The final score is computed by taking the mean of scores of each fold.
Pros:
- Works well for an imbalanced dataset.
Cons:
- Now suitable for time series dataset.
Time Series cross-validation
The order of the data is very important for time-series related problem. For timerelated dataset random split or k-fold split of data into train and validation may not yield good results.
For the time-series dataset, the split of data into train and validation is according to the time also referred to as forward chaining method or rolling cross-validation. For a particular iteration, the next instance of train data can be treated as validation data.
Nested cross-validation
In the case of k-fold and stratified k-fold cross-validation, we get a poor estimate of the error in training and test data.
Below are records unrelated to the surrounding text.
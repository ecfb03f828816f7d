use core::cell::RefCell;

use aardvark::low::Device;
use aardvark::{Adapter, Error, GpioBits};
use embedded_hal::digital::v2::{InputPin, OutputPin};

/// `AardvarkPins` shares one adapter between several single-line pins.
///
/// The adapter's bus mode must leave the lines in question to GPIO.
pub struct AardvarkPins<'a, D: Device> {
    adapter: RefCell<Adapter<'a, D>>,
}

impl<'a, D: Device> AardvarkPins<'a, D> {
    pub fn new(adapter: Adapter<'a, D>) -> Self {
        AardvarkPins {
            adapter: RefCell::new(adapter),
        }
    }

    pub fn into_inner(self) -> Adapter<'a, D> {
        self.adapter.into_inner()
    }

    /// `output` makes `line` an output and returns a pin driving it.
    pub fn output(&self, line: GpioBits) -> Result<AardvarkPin<'_, 'a, D>, Error> {
        let mut adapter = self.adapter.borrow_mut();
        let outputs = adapter.config().gpio_direction | line;
        adapter.gpio_direction(outputs)?;
        Ok(AardvarkPin { pins: self, line })
    }

    /// `input` makes `line` an input and returns a pin sampling it.
    pub fn input(&self, line: GpioBits) -> Result<AardvarkPin<'_, 'a, D>, Error> {
        let mut adapter = self.adapter.borrow_mut();
        let outputs = adapter.config().gpio_direction - line;
        adapter.gpio_direction(outputs)?;
        Ok(AardvarkPin { pins: self, line })
    }
}

/// `AardvarkPin` is one GPIO line of a shared adapter.
pub struct AardvarkPin<'p, 'a, D: Device> {
    pins: &'p AardvarkPins<'a, D>,
    line: GpioBits,
}

impl<'p, 'a, D: Device> AardvarkPin<'p, 'a, D> {
    pub fn line(&self) -> GpioBits {
        self.line
    }

    fn drive(&self, high: bool) -> Result<(), Error> {
        let mut adapter = self.pins.adapter.borrow_mut();
        let mut value = adapter.config().gpio_output;
        value.set(self.line, high);
        adapter.gpio_set(value)
    }
}

impl<'p, 'a, D: Device> OutputPin for AardvarkPin<'p, 'a, D> {
    type Error = Error;

    fn set_low(&mut self) -> Result<(), Self::Error> {
        self.drive(false)
    }

    fn set_high(&mut self) -> Result<(), Self::Error> {
        self.drive(true)
    }
}

impl<'p, 'a, D: Device> InputPin for AardvarkPin<'p, 'a, D> {
    type Error = Error;

    fn is_high(&self) -> Result<bool, Self::Error> {
        let levels = self.pins.adapter.borrow_mut().gpio_get()?;
        Ok(levels.intersects(self.line))
    }

    fn is_low(&self) -> Result<bool, Self::Error> {
        self.is_high().map(|high| !high)
    }
}

#[cfg(test)]
mod tests {
    use super::*;
    use aardvark::sim::SimDriver;
    use aardvark::{BusMode, Registry};

    #[test]
    fn pins_share_one_adapter() {
        let mut driver = SimDriver::new();
        let port = driver.add_port(1);
        let mut registry = Registry::new(driver);
        let handle = registry.open(0).unwrap();
        let mut adapter = registry.adapter(handle).unwrap();
        adapter.configure(BusMode::GpioOnly).unwrap();

        let pins = AardvarkPins::new(adapter);
        let mut ss = pins.output(GpioBits::SS).unwrap();
        let mut sck = pins.output(GpioBits::SCK).unwrap();
        let miso = pins.input(GpioBits::MISO).unwrap();

        ss.set_high().unwrap();
        sck.set_high().unwrap();
        assert_eq!(port.gpio_outputs(), GpioBits::SS | GpioBits::SCK);
        ss.set_low().unwrap();
        assert_eq!(port.gpio_outputs(), GpioBits::SCK);

        port.set_gpio_inputs(GpioBits::empty());
        assert_eq!(miso.is_low(), Ok(true));
        port.set_gpio_inputs(GpioBits::MISO);
        assert_eq!(miso.is_high(), Ok(true));
    }
}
Hyperparameter tuning is done separately in the earlier methods. When cross- validation is used simultaneously for tuning the hyperparameters and generalizing the error estimate, nested cross-validation is required.
Nested Cross Validation can be applicable in both $k$-fold and stratified $k$-fold variants.
Conclusion
Cross-validation is used to compare and evaluate the performance of ML models. In this article, we have covered 8 crossvalidation techniques along with their pros and cons. k-fold and stratified k-fold crossvalidations are the most used techniques. Time series cross-validation works best with time series related problems.